About this exercise> Below are the entries; return every line among them that holds the word "async".

Material provided>
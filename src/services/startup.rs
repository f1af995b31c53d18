//! Startup validation for the AI service.
//!
//! Order: schema, production cross-field check, development directories,
//! model paths, summary log. The accelerator check and device selection come
//! next, then the network probes. Probes only ever produce warnings.

use std::fs;
use std::path::PathBuf;
use std::sync::Arc;

use tracing::{info, warn};

use super::device::{ActiveDevice, apply_active_device, select_active_device};
use super::probes::{AcceleratorRuntime, NvidiaSmi, ProbeReport, probe_accelerator, run_connectivity_probes};
use crate::config::{AiServiceSettings, EnvSource, Environment};
use crate::error::{AppError, AppResult};

/// Everything startup learned. `settings` is the read-only handle handed to the pipelines.
#[derive(Clone, Debug)]
pub struct StartupReport {
    pub settings: Arc<AiServiceSettings>,
    pub probes: ProbeReport,
    pub device: ActiveDevice,
}

/// Builds and checks the settings. Any error returned here is fatal for the process.
pub fn validate_environment(source: &EnvSource) -> AppResult<AiServiceSettings> {
    let settings = AiServiceSettings::from_source(source)?;

    settings.check_production_requirements()?;

    if settings.service.environment == Environment::Development {
        ensure_working_dirs(&settings)?;
    }

    if !settings.development.mock_models {
        report_missing_models(&settings);
    }

    log_summary(&settings);
    Ok(settings)
}

/// Creates the development working directories. Safe to repeat.
pub fn ensure_working_dirs(settings: &AiServiceSettings) -> AppResult<()> {
    for dir in settings.working_dirs() {
        fs::create_dir_all(&dir).map_err(|e| {
            AppError::Io(format!("Failed to create directory {}: {}", dir.display(), e))
        })?;
    }
    Ok(())
}

pub fn missing_model_paths(settings: &AiServiceSettings) -> Vec<PathBuf> {
    settings
        .model_paths()
        .into_iter()
        .filter(|path| !path.exists())
        .collect()
}

fn report_missing_models(settings: &AiServiceSettings) {
    let missing = missing_model_paths(settings);
    if missing.is_empty() {
        return;
    }

    let listed = missing
        .iter()
        .map(|path| path.display().to_string())
        .collect::<Vec<_>>()
        .join(", ");

    if settings.downloads.auto_download_models {
        info!("Model paths not found, they will be downloaded: {}", listed);
    } else {
        warn!("Model paths not found: {}", listed);
        warn!("Set AUTO_DOWNLOAD_MODELS=true to download automatically");
    }
}

fn log_summary(settings: &AiServiceSettings) {
    info!("AI service environment validation successful");
    info!("Running in {} mode", settings.service.environment);
    info!("Device: {}", settings.hardware.device);
    info!("Storage provider: {}", settings.storage.provider);

    let features = settings.features.enabled();
    if !features.is_empty() {
        info!("Enabled features: {}", features.join(", "));
    }
}

/// Full startup check using `nvidia-smi` to answer accelerator queries.
pub async fn run_startup_validation(source: &EnvSource) -> AppResult<StartupReport> {
    run_startup_validation_with(source, &NvidiaSmi::default()).await
}

pub async fn run_startup_validation_with(
    source: &EnvSource,
    runtime: &dyn AcceleratorRuntime,
) -> AppResult<StartupReport> {
    info!("Running AI service startup validation...");

    let settings = validate_environment(source)?;

    // The device write must happen before the network probes start resolver threads
    let accelerator = probe_accelerator(&settings, runtime).await;
    let device = select_active_device(&settings, accelerator.status.as_ref());
    apply_active_device(&device);

    let probes = run_connectivity_probes(&settings, &accelerator).await;

    info!(device = %device, "AI service startup validation completed");

    Ok(StartupReport {
        settings: Arc::new(settings),
        probes,
        device,
    })
}

#[cfg(test)]
mod tests {
    use super::*;
    use crate::services::probes::AcceleratorStatus;
    use crate::services::probes::accelerator::tests::FixedRuntime;
    use pretty_assertions::assert_eq;

    fn unavailable() -> FixedRuntime {
        FixedRuntime(AcceleratorStatus::Unavailable {
            reason: "test".to_string(),
        })
    }

    #[test]
    fn test_development_creates_working_dirs() {
        let root = tempfile::tempdir().unwrap();
        let temp_dir = root.path().join("processing/tmp");
        let audiocraft = root.path().join("cache/audiocraft");
        let demucs = root.path().join("cache/demucs");

        let source = EnvSource::from_pairs([
            ("ENVIRONMENT", "development".to_string()),
            ("MOCK_MODELS", "true".to_string()),
            ("TEMP_DIR", temp_dir.display().to_string()),
            ("AUDIOCRAFT_CACHE_DIR", audiocraft.display().to_string()),
            ("DEMUCS_CACHE_DIR", demucs.display().to_string()),
        ]);

        validate_environment(&source).unwrap();
        assert!(temp_dir.is_dir());
        assert!(audiocraft.is_dir());
        assert!(demucs.is_dir());

        // Second run finds everything in place
        validate_environment(&source).unwrap();
    }

    #[test]
    fn test_directory_creation_failure_is_fatal() {
        let root = tempfile::tempdir().unwrap();
        let blocker = root.path().join("not-a-dir");
        fs::write(&blocker, b"file").unwrap();

        let source = EnvSource::from_pairs([
            ("MOCK_MODELS", "true".to_string()),
            ("TEMP_DIR", blocker.join("tmp").display().to_string()),
        ]);

        match validate_environment(&source) {
            Err(AppError::Io(message)) => assert!(message.contains("not-a-dir")),
            other => panic!("expected I/O error, got {:?}", other.map(|_| ())),
        }
    }

    #[test]
    fn test_missing_model_paths() {
        let root = tempfile::tempdir().unwrap();
        let present = root.path().join("musicgen");
        fs::create_dir(&present).unwrap();
        let absent = root.path().join("htdemucs");

        let source = EnvSource::from_pairs([
            ("AUDIOCRAFT_MODEL_PATH", present.display().to_string()),
            ("DEMUCS_MODEL_PATH", absent.display().to_string()),
        ]);
        let settings = AiServiceSettings::from_source(&source).unwrap();

        assert_eq!(missing_model_paths(&settings), vec![absent]);
    }

    #[test]
    fn test_missing_models_do_not_abort() {
        let source = EnvSource::from_pairs([
            ("ENVIRONMENT", "testing"),
            ("AUDIOCRAFT_MODEL_PATH", "/nonexistent/models/musicgen"),
        ]);
        assert!(validate_environment(&source).is_ok());
    }

    #[test]
    fn test_production_without_secrets_is_fatal() {
        let source = EnvSource::from_pairs([("ENVIRONMENT", "production"), ("MOCK_MODELS", "true")]);
        match validate_environment(&source) {
            Err(AppError::MissingProductionSecrets(names)) => {
                assert_eq!(names, vec!["API_KEY".to_string(), "JWT_SECRET".to_string()]);
            }
            other => panic!("expected missing secrets, got {:?}", other.map(|_| ())),
        }
    }

    #[tokio::test]
    async fn test_invalid_schema_stops_before_probes() {
        let source = EnvSource::from_pairs([("REDIS_URL", "http://localhost")]);
        let result = run_startup_validation_with(&source, &unavailable()).await;
        assert!(matches!(result, Err(AppError::InvalidFields(_))));
    }

    #[tokio::test]
    async fn test_startup_with_mock_models_completes_despite_failed_probes() {
        let source = EnvSource::from_pairs([
            ("ENVIRONMENT", "testing"),
            ("MOCK_MODELS", "true"),
            ("REDIS_URL", "redis://127.0.0.1:1"),
            ("MINIO_ENDPOINT", "127.0.0.1:1"),
            ("PROBE_TIMEOUT_SECS", "2"),
        ]);

        let report = run_startup_validation_with(&source, &unavailable()).await.unwrap();

        assert!(!report.probes.queue);
        assert!(!report.probes.database);
        assert!(!report.probes.storage);
        assert!(!report.probes.accelerator);
        assert_eq!(report.device, ActiveDevice::Cpu);
        assert_eq!(report.settings.service.environment, Environment::Testing);
    }
}
impl AiServiceSettings {
    /// Reads and validates the process environment (plus env file).
    pub fn from_env() -> AppResult<Self> {
        Self::from_source(&EnvSource::from_process()?)
    }

    /// Validates every field of `source`; fails with all field violations at once.
    pub fn from_source(source: &EnvSource) -> AppResult<Self> {
        let f = validate_fields(source)?;
        Self::from_fields(&f)
    }

    fn from_fields(f: &ValidatedFields) -> AppResult<Self> {
        let secret = |name: &str| -> AppResult<Option<Secret>> {
            Ok(f.optional_text(name)?.map(Secret::new))
        };

        Ok(Self {
            service: ServiceConfig {
                port: f.int("PORT")?,
                host: f.text("HOST")?,
                api_version: f.text("API_VERSION")?,
                service_name: f.text("SERVICE_NAME")?,
                environment: f.symbol("ENVIRONMENT")?,
            },
            security: SecurityConfig {
                api_key: secret("API_KEY")?,
                jwt_secret: secret("JWT_SECRET")?,
                allowed_origins: parse_list(&f.text("ALLOWED_ORIGINS")?),
                cors_enabled: f.flag("CORS_ENABLED")?,
            },
            models: ModelsConfig {
                audiocraft_model_path: f.text("AUDIOCRAFT_MODEL_PATH")?.into(),
                audiocraft_cache_dir: f.text("AUDIOCRAFT_CACHE_DIR")?.into(),
                audiocraft_model_size: f.symbol("AUDIOCRAFT_MODEL_SIZE")?,
                audiocraft_max_length: f.int("AUDIOCRAFT_MAX_LENGTH")?,
                audiocraft_sample_rate: f.int("AUDIOCRAFT_SAMPLE_RATE")?,
                demucs_model_path: f.text("DEMUCS_MODEL_PATH")?.into(),
                demucs_cache_dir: f.text("DEMUCS_CACHE_DIR")?.into(),
                demucs_device: f.symbol("DEMUCS_DEVICE")?,
                demucs_shifts: f.int("DEMUCS_SHIFTS")?,
                demucs_split: f.flag("DEMUCS_SPLIT")?,
                style_transfer_model_path: f.text("STYLE_TRANSFER_MODEL_PATH")?.into(),
                cultural_classifier_model_path: f.text("CULTURAL_CLASSIFIER_MODEL_PATH")?.into(),
                mood_classifier_model_path: f.text("MOOD_CLASSIFIER_MODEL_PATH")?.into(),
            },
            hardware: HardwareConfig {
                device: f.symbol("DEVICE")?,
                cuda_visible_devices: f.text("CUDA_VISIBLE_DEVICES")?,
                torch_num_threads: f.int("TORCH_NUM_THREADS")?,
                omp_num_threads: f.int("OMP_NUM_THREADS")?,
                mkl_num_threads: f.int("MKL_NUM_THREADS")?,
            },
            memory: MemoryConfig {
                max_memory_usage: f.text("MAX_MEMORY_USAGE")?,
                batch_size: f.int("BATCH_SIZE")?,
                max_concurrent_generations: f.int("MAX_CONCURRENT_GENERATIONS")?,
                model_cache_size: f.int("MODEL_CACHE_SIZE")?,
                clear_cache_interval_secs: f.int("CLEAR_CACHE_INTERVAL")?,
            },
            files: FileProcessingConfig {
                input_audio_formats: parse_list(&f.text("INPUT_AUDIO_FORMATS")?.to_ascii_lowercase()),
                output_audio_format: f.text("OUTPUT_AUDIO_FORMAT")?,
                output_sample_rate: f.int("OUTPUT_SAMPLE_RATE")?,
                output_bit_rate: f.text("OUTPUT_BIT_RATE")?,
                max_file_size: f.text("MAX_FILE_SIZE")?,
                temp_dir: f.text("TEMP_DIR")?.into(),
                cleanup_temp_files: f.flag("CLEANUP_TEMP_FILES")?,
            },
            generation: GenerationConfig {
                default_length_secs: f.int("DEFAULT_GENERATION_LENGTH")?,
                max_length_secs: f.int("MAX_GENERATION_LENGTH")?,
                min_length_secs: f.int("MIN_GENERATION_LENGTH")?,
                default_temperature: f.float("DEFAULT_TEMPERATURE")?,
                default_top_k: f.int("DEFAULT_TOP_K")?,
                default_top_p: f.float("DEFAULT_TOP_P")?,
            },
            queue: QueueConfig {
                redis_url: f.text("REDIS_URL")?,
                queue_name: f.text("QUEUE_NAME")?,
                max_queue_size: f.int("MAX_QUEUE_SIZE")?,
                job_timeout_secs: f.int("JOB_TIMEOUT")?,
                result_ttl_secs: f.int("RESULT_TTL")?,
                failed_job_ttl_secs: f.int("FAILED_JOB_TTL")?,
            },
            storage: StorageConfig {
                provider: f.symbol("STORAGE_PROVIDER")?,
                minio: MinioConfig {
                    endpoint: f.text("MINIO_ENDPOINT")?,
                    access_key: f.text("MINIO_ACCESS_KEY")?,
                    secret_key: Secret::new(f.text("MINIO_SECRET_KEY")?),
                    bucket_input: f.text("MINIO_BUCKET_INPUT")?,
                    bucket_output: f.text("MINIO_BUCKET_OUTPUT")?,
                    use_ssl: f.flag("MINIO_USE_SSL")?,
                },
                s3: S3Config {
                    access_key_id: f.optional_text("AWS_ACCESS_KEY_ID")?,
                    secret_access_key: secret("AWS_SECRET_ACCESS_KEY")?,
                    region: f.text("AWS_REGION")?,
                    bucket_input: f.text("AWS_S3_BUCKET_INPUT")?,
                    bucket_output: f.text("AWS_S3_BUCKET_OUTPUT")?,
                },
            },
            database: DatabaseConfig {
                url: secret("DATABASE_URL")?,
                pool_size: f.int("DB_POOL_SIZE")?,
                timeout_secs: f.int("DB_TIMEOUT")?,
            },
            monitoring: MonitoringConfig {
                log_level: f.symbol("LOG_LEVEL")?,
                log_format: f.text("LOG_FORMAT")?,
                sentry_dsn: f.optional_text("SENTRY_DSN")?,
                prometheus_enabled: f.flag("PROMETHEUS_ENABLED")?,
                prometheus_port: f.int("PROMETHEUS_PORT")?,
                metrics_endpoint: f.text("METRICS_ENDPOINT")?,
            },
            performance: PerformanceConfig {
                enable_profiling: f.flag("ENABLE_PROFILING")?,
                profiling_output_dir: f.text("PROFILING_OUTPUT_DIR")?.into(),
                benchmark_mode: f.flag("BENCHMARK_MODE")?,
                performance_logging: f.flag("PERFORMANCE_LOGGING")?,
            },
            cultural: CulturalConfig {
                metadata_path: f.text("CULTURAL_METADATA_PATH")?.into(),
                validation_enabled: f.flag("CULTURAL_VALIDATION_ENABLED")?,
                approval_required: f.flag("CULTURAL_APPROVAL_REQUIRED")?,
                restricted_contexts: parse_list(&f.text("RESTRICTED_CULTURAL_CONTEXTS")?),
            },
            rate_limit: RateLimitConfig {
                requests_per_minute: f.int("RATE_LIMIT_REQUESTS_PER_MINUTE")?,
                requests_per_hour: f.int("RATE_LIMIT_REQUESTS_PER_HOUR")?,
                requests_per_day: f.int("RATE_LIMIT_REQUESTS_PER_DAY")?,
            },
            features: FeatureFlags {
                style_transfer: f.flag("ENABLE_STYLE_TRANSFER")?,
                mood_generation: f.flag("ENABLE_MOOD_GENERATION")?,
                instrument_separation: f.flag("ENABLE_INSTRUMENT_SEPARATION")?,
                cultural_classification: f.flag("ENABLE_CULTURAL_CLASSIFICATION")?,
                batch_processing: f.flag("ENABLE_BATCH_PROCESSING")?,
                real_time_generation: f.flag("ENABLE_REAL_TIME_GENERATION")?,
            },
            sandbox: SandboxConfig {
                disable_telemetry: f.flag("DISABLE_TELEMETRY")?,
                sandbox_enabled: f.flag("SANDBOX_ENABLED")?,
                max_cpu_usage_percent: f.int("MAX_CPU_USAGE")?,
                max_disk_usage: f.text("MAX_DISK_USAGE")?,
                network_timeout_secs: f.int("NETWORK_TIMEOUT")?,
                probe_timeout_secs: f.int("PROBE_TIMEOUT_SECS")?,
            },
            development: DevelopmentConfig {
                debug_mode: f.flag("DEBUG_MODE")?,
                mock_models: f.flag("MOCK_MODELS")?,
                test_mode: f.flag("TEST_MODE")?,
                benchmark_datasets_path: f.text("BENCHMARK_DATASETS_PATH")?.into(),
            },
            downloads: ModelDownloadConfig {
                huggingface_cache_dir: f.text("HUGGINGFACE_CACHE_DIR")?.into(),
                huggingface_token: secret("HUGGINGFACE_TOKEN")?,
                auto_download_models: f.flag("AUTO_DOWNLOAD_MODELS")?,
                model_download_timeout_secs: f.int("MODEL_DOWNLOAD_TIMEOUT")?,
            },
        })
    }

    /// Variables production mode needs but did not get, in reporting order.
    pub fn missing_production_secrets(&self) -> Vec<String> {
        let mut missing = Vec::new();

        if self.security.api_key.is_none() {
            missing.push("API_KEY".to_string());
        }
        if self.security.jwt_secret.is_none() {
            missing.push("JWT_SECRET".to_string());
        }
        if self.storage.provider == StorageProvider::S3 {
            let s3 = &self.storage.s3;
            if s3.access_key_id.is_none() || s3.secret_access_key.is_none() {
                missing.push("AWS_ACCESS_KEY_ID".to_string());
                missing.push("AWS_SECRET_ACCESS_KEY".to_string());
            }
        }

        missing
    }

    /// Cross-field check applied only when running in production.
    pub fn check_production_requirements(&self) -> AppResult<()> {
        if self.service.environment != Environment::Production {
            return Ok(());
        }

        let missing = self.missing_production_secrets();
        if missing.is_empty() {
            Ok(())
        } else {
            Err(AppError::MissingProductionSecrets(missing))
        }
    }

    /// Directories created on startup in development mode.
    pub fn working_dirs(&self) -> Vec<PathBuf> {
        vec![
            self.files.temp_dir.clone(),
            self.models.audiocraft_cache_dir.clone(),
            self.models.demucs_cache_dir.clone(),
        ]
    }

    /// Model locations that must exist unless models are mocked.
    pub fn model_paths(&self) -> Vec<PathBuf> {
        vec![
            self.models.audiocraft_model_path.clone(),
            self.models.demucs_model_path.clone(),
        ]
    }

    pub fn max_file_size_bytes(&self) -> AppResult<u64> {
        parse_size_to_bytes(&self.files.max_file_size).map_err(AppError::Configuration)
    }

    pub fn max_memory_usage_bytes(&self) -> AppResult<u64> {
        parse_size_to_bytes(&self.memory.max_memory_usage).map_err(AppError::Configuration)
    }

    pub fn max_disk_usage_bytes(&self) -> AppResult<u64> {
        parse_size_to_bytes(&self.sandbox.max_disk_usage).map_err(AppError::Configuration)
    }
}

Solution to the exercise>
pub async fn run_startup_validation(source: &EnvSource) -> AppResult<StartupReport> {
pub async fn run_startup_validation_with(
    async fn test_invalid_schema_stops_before_probes() {
    async fn test_startup_with_mock_models_completes_despite_failed_probes() {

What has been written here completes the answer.